Bevor wir hier immer weiter zurueckliegen, schnell eine weitere Runde Kurzkritiken und Filmkommentare:
- "Djeca"/"Children of Sarajevo", Regie: Aida Begic (Bosnien)
Die selbst aus Sarajewo stammende Regisseurin hat fuer mich den bisher staerksten meiner diesjaehrigen Festivalfilme abgeliefert: Ein packendes, bedrueckendes, aber auch manchmal humorvolles, enorm dichtes Portraet einer jungen Frau, die als Waise sich durchs Leben schlagen muss und sich zugleich noch um ihren juengeren Bruder kuemmert, der noch zur Schule geht. Ihre taegliche Arbeit in der Kueche eines Restaurants fuer die reiche Oberschicht, ein arroganter, autoritaerer und cholerischer Chef, die Geldsorgen, Probleme mit ihrem pubertierenden Bruder, der sich immer mehr Aerger einhandelt, der Krieg, die eingeschlossene Stadt, schreckliche Nachrichtenbilder mit taeglichen Opfern, aber auch die reale Bedrohung durch die feindlichen Scharfschuetzen auf den Bergen hinter der Stadt...

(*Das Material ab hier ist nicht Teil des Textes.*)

use super::{ActiveState, InactiveState, State, StateContext, StateKind, Transition};
use crate::assignments::{BucketAssignments, HostId};
use crate::message::{Heartbeat, Identification, Leader, Message, Offline, Query};
use crate::scheduler::TimerKind;
use std::collections::{BTreeMap, BTreeSet};
use std::sync::Arc;
use tracing::{debug, info};

/// Discovers which hosts are alive and which tables they hold, then elects
/// the host with the lowest id as leader.
#[derive(Debug)]
pub struct QueryState {
    alive: BTreeSet<HostId>,
    leader_tables: BTreeMap<HostId, Arc<BucketAssignments>>,
    identified_tables: BTreeMap<HostId, Arc<BucketAssignments>>,
    seed: Option<Arc<BucketAssignments>>,
}

impl QueryState {
    /// `seed` is a table learned before entering the state, used when no
    /// peer offers a better one
    pub fn new(seed: Option<Arc<BucketAssignments>>) -> Self {
        Self {
            alive: BTreeSet::new(),
            leader_tables: BTreeMap::new(),
            identified_tables: BTreeMap::new(),
            seed,
        }
    }

    /// Hosts heard from so far (including this one)
    pub fn alive(&self) -> &BTreeSet<HostId> {
        &self.alive
    }

    fn mark_alive(&mut self, host: &str) {
        if !self.alive.contains(host) {
            debug!(peer = host, "Host is alive");
            self.alive.insert(host.to_string());
        }
    }

    /// Leader tables outrank identification tables; within a rank the lowest
    /// source id wins.
    fn best_candidate(&self, ctx: &StateContext<'_>) -> Option<Arc<BucketAssignments>> {
        self.leader_tables
            .values()
            .next()
            .or_else(|| self.identified_tables.values().next())
            .cloned()
            .or_else(|| ctx.assignments())
            .or_else(|| self.seed.clone())
    }
}

impl State for QueryState {
    fn kind(&self) -> StateKind {
        StateKind::Query
    }

    fn start(&mut self, ctx: &mut StateContext<'_>) {
        self.alive.insert(ctx.host().to_string());

        let host = ctx.host().to_string();
        ctx.publish_admin(Message::query(host));
        ctx.publish_identification();

        let window = ctx.config().identification();
        ctx.schedule(window, TimerKind::IdentificationWindow);
    }

    fn process_heartbeat(&mut self, _ctx: &mut StateContext<'_>, msg: &Heartbeat) -> Transition {
        self.mark_alive(&msg.source);
        Transition::Stay
    }

    fn process_query(&mut self, ctx: &mut StateContext<'_>, msg: &Query) -> Transition {
        self.mark_alive(&msg.source);
        if msg.source != ctx.host() {
            ctx.publish_identification();
        }
        Transition::Stay
    }

    fn process_identification(
        &mut self,
        ctx: &mut StateContext<'_>,
        msg: &Identification,
    ) -> Transition {
        self.mark_alive(&msg.source);
        if let Some(table) = &msg.assignments {
            if ctx.accepts_table(table) {
                self.identified_tables
                    .insert(msg.source.clone(), Arc::new(table.clone()));
            }
        }
        Transition::Stay
    }

    fn process_leader(&mut self, ctx: &mut StateContext<'_>, msg: &Leader) -> Transition {
        self.mark_alive(&msg.source);
        if ctx.accepts_table(&msg.assignments) {
            self.leader_tables
                .insert(msg.source.clone(), Arc::new(msg.assignments.clone()));
        }
        Transition::Stay
    }

    fn process_offline(&mut self, ctx: &mut StateContext<'_>, msg: &Offline) -> Transition {
        if msg.source != ctx.host() {
            debug!(host = %ctx.host(), peer = %msg.source, "Host went offline during query");
            self.alive.remove(&msg.source);
            self.leader_tables.remove(&msg.source);
            self.identified_tables.remove(&msg.source);
        }
        Transition::Stay
    }

    fn on_timer(&mut self, ctx: &mut StateContext<'_>, kind: TimerKind) -> Transition {
        if kind != TimerKind::IdentificationWindow {
            return Transition::Stay;
        }

        let best = self.best_candidate(ctx);
        let leader = match self.alive.first() {
            Some(leader) => leader.clone(),
            None => ctx.host().to_string(),
        };

        info!(
            host = %ctx.host(),
            %leader,
            alive = self.alive.len(),
            "Identification window closed"
        );

        if leader == ctx.host() {
            let members = std::mem::take(&mut self.alive);
            return Transition::To(Box::new(ActiveState::new(members, best)));
        }

        if ctx.assignments().is_none() {
            if let Some(table) = best {
                ctx.start_distributing(table);
            }
        }
        Transition::To(Box::new(InactiveState::new(Some(leader))))
    }
}

#[cfg(test)]
mod tests {
    use super::super::testing::*;
    use super::*;

    fn ident(source: &str, table: Option<Arc<BucketAssignments>>) -> Identification {
        Identification {
            channel: "admin".into(),
            source: source.into(),
            assignments: table.map(|t| (*t).clone()),
        }
    }

    #[tokio::test]
    async fn test_start_announces() {
        let mut h = Harness::new("h2");
        let mut query = QueryState::new(None);
        h.enter(&mut query);

        let published = h.take_published();
        assert!(matches!(published[0], Message::Query(_)));
        assert!(matches!(published[1], Message::Identification(_)));
        assert_eq!(h.scheduler.pending(), 1);
        assert!(query.alive().contains("h2"));
    }

    #[tokio::test]
    async fn test_lowest_id_becomes_active() {
        let mut h = Harness::new("h1");
        let mut query = QueryState::new(None);
        h.enter(&mut query);
        query.process_identification(&mut h.ctx(), &ident("h3", None));
        query.process_identification(&mut h.ctx(), &ident("h2", None));

        let t = query.on_timer(&mut h.ctx(), TimerKind::IdentificationWindow);
        assert_eq!(next_kind(t), Some(StateKind::Active));
    }

    #[tokio::test]
    async fn test_higher_id_goes_inactive_with_best_table() {
        let mut h = Harness::new("h3");
        let mut query = QueryState::new(None);
        h.enter(&mut query);

        let ident_table = balanced(&["h2", "h3"], 8);
        let leader_table = balanced(&["h1", "h2", "h3"], 8);
        query.process_identification(&mut h.ctx(), &ident("h2", Some(ident_table)));
        query.process_leader(
            &mut h.ctx(),
            &Leader {
                channel: "admin".into(),
                source: "h1".into(),
                assignments: (*leader_table).clone(),
            },
        );

        let t = query.on_timer(&mut h.ctx(), TimerKind::IdentificationWindow);
        assert_eq!(next_kind(t), Some(StateKind::Inactive));
        assert_eq!(h.table.as_deref(), Some(&*leader_table));
    }

    #[tokio::test]
    async fn test_identification_tables_rank_by_lowest_source() {
        let mut h = Harness::new("h9");
        let mut query = QueryState::new(None);
        h.enter(&mut query);

        let from_h5 = balanced(&["h5"], 8);
        let from_h4 = balanced(&["h4"], 8);
        query.process_identification(&mut h.ctx(), &ident("h5", Some(from_h5)));
        query.process_identification(&mut h.ctx(), &ident("h4", Some(from_h4.clone())));

        query.on_timer(&mut h.ctx(), TimerKind::IdentificationWindow);
        assert_eq!(h.table.as_deref(), Some(&*from_h4));
    }

    #[tokio::test]
    async fn test_offline_peer_not_elected() {
        let mut h = Harness::new("h2");
        let mut query = QueryState::new(None);
        h.enter(&mut query);
        query.process_identification(&mut h.ctx(), &ident("h1", None));
        query.process_offline(
            &mut h.ctx(),
            &Offline {
                channel: "admin".into(),
                source: "h1".into(),
            },
        );

        let t = query.on_timer(&mut h.ctx(), TimerKind::IdentificationWindow);
        assert_eq!(next_kind(t), Some(StateKind::Active));
    }

    #[tokio::test]
    async fn test_answers_peer_query_only() {
        let mut h = Harness::new("h2");
        let mut query = QueryState::new(None);
        h.enter(&mut query);
        h.take_published();

        let own = Query {
            channel: "admin".into(),
            source: "h2".into(),
        };
        query.process_query(&mut h.ctx(), &own);
        assert!(h.take_published().is_empty());

        let peer = Query {
            channel: "admin".into(),
            source: "h3".into(),
        };
        query.process_query(&mut h.ctx(), &peer);
        let published = h.take_published();
        assert_eq!(published.len(), 1);
        assert!(matches!(published[0], Message::Identification(_)));
        assert!(query.alive().contains("h3"));
    }

    #[tokio::test]
    async fn test_wrong_size_table_ignored() {
        let mut h = Harness::new("h3");
        let mut query = QueryState::new(None);
        h.enter(&mut query);
        query.process_identification(&mut h.ctx(), &ident("h1", Some(balanced(&["h1"], 4))));

        let t = query.on_timer(&mut h.ctx(), TimerKind::IdentificationWindow);
        assert_eq!(next_kind(t), Some(StateKind::Inactive));
        assert!(h.table.is_none());
    }
}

Das Beeindruckende an dem Film ist neben der enorm talentierten Marija Pikic die subtile Erzaehlweise. Der Film spielt im Krieg, aber es ist kein Kriegsfilm wie so viele andere, es geht um die junge Rahima und ihr Leben, ihren Alltag, das Leben in der Stadt, die Nachbarn, ihre Arbeit, die Ungerechtigkeit und die ueberall grassierende Korruption, die Verwahrlosung (auch die moralische) in den Zeiten des Krieges...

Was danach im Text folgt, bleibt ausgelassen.